Furthermore, the Health Ministry issued a series of treatment guidelines
which were written into law [11] with the aim of enforcing a uniform
approach to therapy. Although the stated aim of this two-pronged
approach was to assist hospital drug policy commissions and offer
guidance on initially promising “off-label” drugs [12], we contend
that this strategy with its’ poorly phrased documentation encouraged
doctors to abdicate from critical case-based decision-making and
resulted in polypharmacy, with unclear benefits but with confirmed and
sometimes severe drug-related adverse events.
More recently and at a time when regulatory bodies such as the Food and
Drug Administration were revoking the Emergency Use Authorization of
some drugs such as hydroxychloroquine [13], based on emerging data
suggesting a lack of efficacy and a potential for severe drug-related
adverse events, the Romanian Ministry of Health was issuing additional
national protocols encouraging the almost indiscriminate use of a wide
range of medications, including, but not limited to –
hydroxychloroquine, remdesivir, ritonavir/lopinavir, favipiravir,
tocilizumab, anakinra, corticosteroids and anticoagulants [12].
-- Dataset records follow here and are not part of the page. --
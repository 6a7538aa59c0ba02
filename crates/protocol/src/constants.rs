use std::time::Duration;

use serde::{Deserialize, Serialize};

/// Time to wait for a pong response (or any incoming message).
///
/// Acts as a read deadline: if nothing arrives within this window the
/// peer is considered dead and the connection is torn down, which the
/// presence layer treats exactly like a clean disconnect.
pub const WS_PONG_WAIT: Duration = Duration::from_secs(60);

/// How often to send pings (must be well below [`WS_PONG_WAIT`]).
pub const WS_PING_PERIOD: Duration = Duration::from_secs(20);

/// Maximum message size in bytes (1 MB).
///
/// Presence pushes carry the whole online set, so this bounds the
/// deployment size rather than any single user action.
pub const WS_MAX_MESSAGE_SIZE: usize = 1024 * 1024;

/// Timeout for request/response operations (text messages).
pub const WS_REQUEST_TIMEOUT: Duration = Duration::from_secs(30);

/// Query parameter carrying the identity claim on connect.
pub const QUERY_USER_ID: &str = "userId";

/// Query parameter carrying the optional session credential on connect.
pub const QUERY_TOKEN: &str = "token";

/// Close code: the credential presented on connect was rejected.
pub const WS_CLOSE_AUTH_FAILED: u16 = 4001;

/// Close code: a newer connection registered the same identity.
pub const WS_CLOSE_SUPERSEDED: u16 = 4002;

/// Close code: the server is going away (standard 1001).
pub const WS_CLOSE_GOING_AWAY: u16 = 1001;

/// WebSocket message type identifier.
#[derive(Debug, Clone, PartialEq, Eq, Hash, Serialize, Deserialize)]
pub enum MessageType {
    // Push events from server to client
    /// Full online set, sent after every registry mutation.
    #[serde(rename = "getOnlineUsers")]
    GetOnlineUsers,

    // Keepalive
    #[serde(rename = "ping")]
    Ping,
    #[serde(rename = "pong")]
    Pong,

    #[serde(rename = "error")]
    Error,

    /// Forward compatibility: unknown message types deserialize here.
    #[serde(other)]
    Unknown,
}

/// Error code for client requests the server does not serve.
pub const WS_ERR_CODE_NOT_IMPLEMENTED: i32 = 501;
This “one-size fits all” approach to clinical practice has probably
resulted in a significant number of drug-related adverse events,
although the precise impact is impossible to assess and, very likely,
will never be comprehended fully. It is obvious that there is a high
potential risk of drug-drug interaction in the setting of COVID-19
treatment especially in frail, polymedicated patients [14]. Despite
these considerations, most severely ill patients admitted in the ICU of
our unit have likely received and continue to receive concomitant
off-label therapy with combinations of Tocilizumab, Hydroxychloroquine,
Azithromycin and Lopinavir/Ritonavir, outside of well-structured
clinical studies, in line with official recommendations which have not
been updated for several months. We strongly believe that more critical
review of the standard medical treatment in this patient group should
counterbalance the state-endorsed polypharmacy and is the responsibility
of each attending physician.
With the pandemic evolving at a rapid pace, physicians should consider
that best supportive care and avoidance of additional harm incurred
through off-label prescription of drugs with unproven efficacy could be
the best way to help our patients. Until well-conducted clinical trials
establish clear basis for antiviral prescription in COVID-19 we should
all approach this extraordinary situation with humility and equipoise,
in the best interest of our patients.
Acknowledgements: The authors would like to acknowledge the
contribution of Georgiana Stoian and Ruxandra Prusan, currently involved
in the Liver-COVID study, for contributing important insight for writing
this paper. Also, the authors would like to acknowledge the hard work
and dedication of all their fellow physicians and nursing staff involved
in caring for COVID-19 patients at Colentina Clinical Hospital.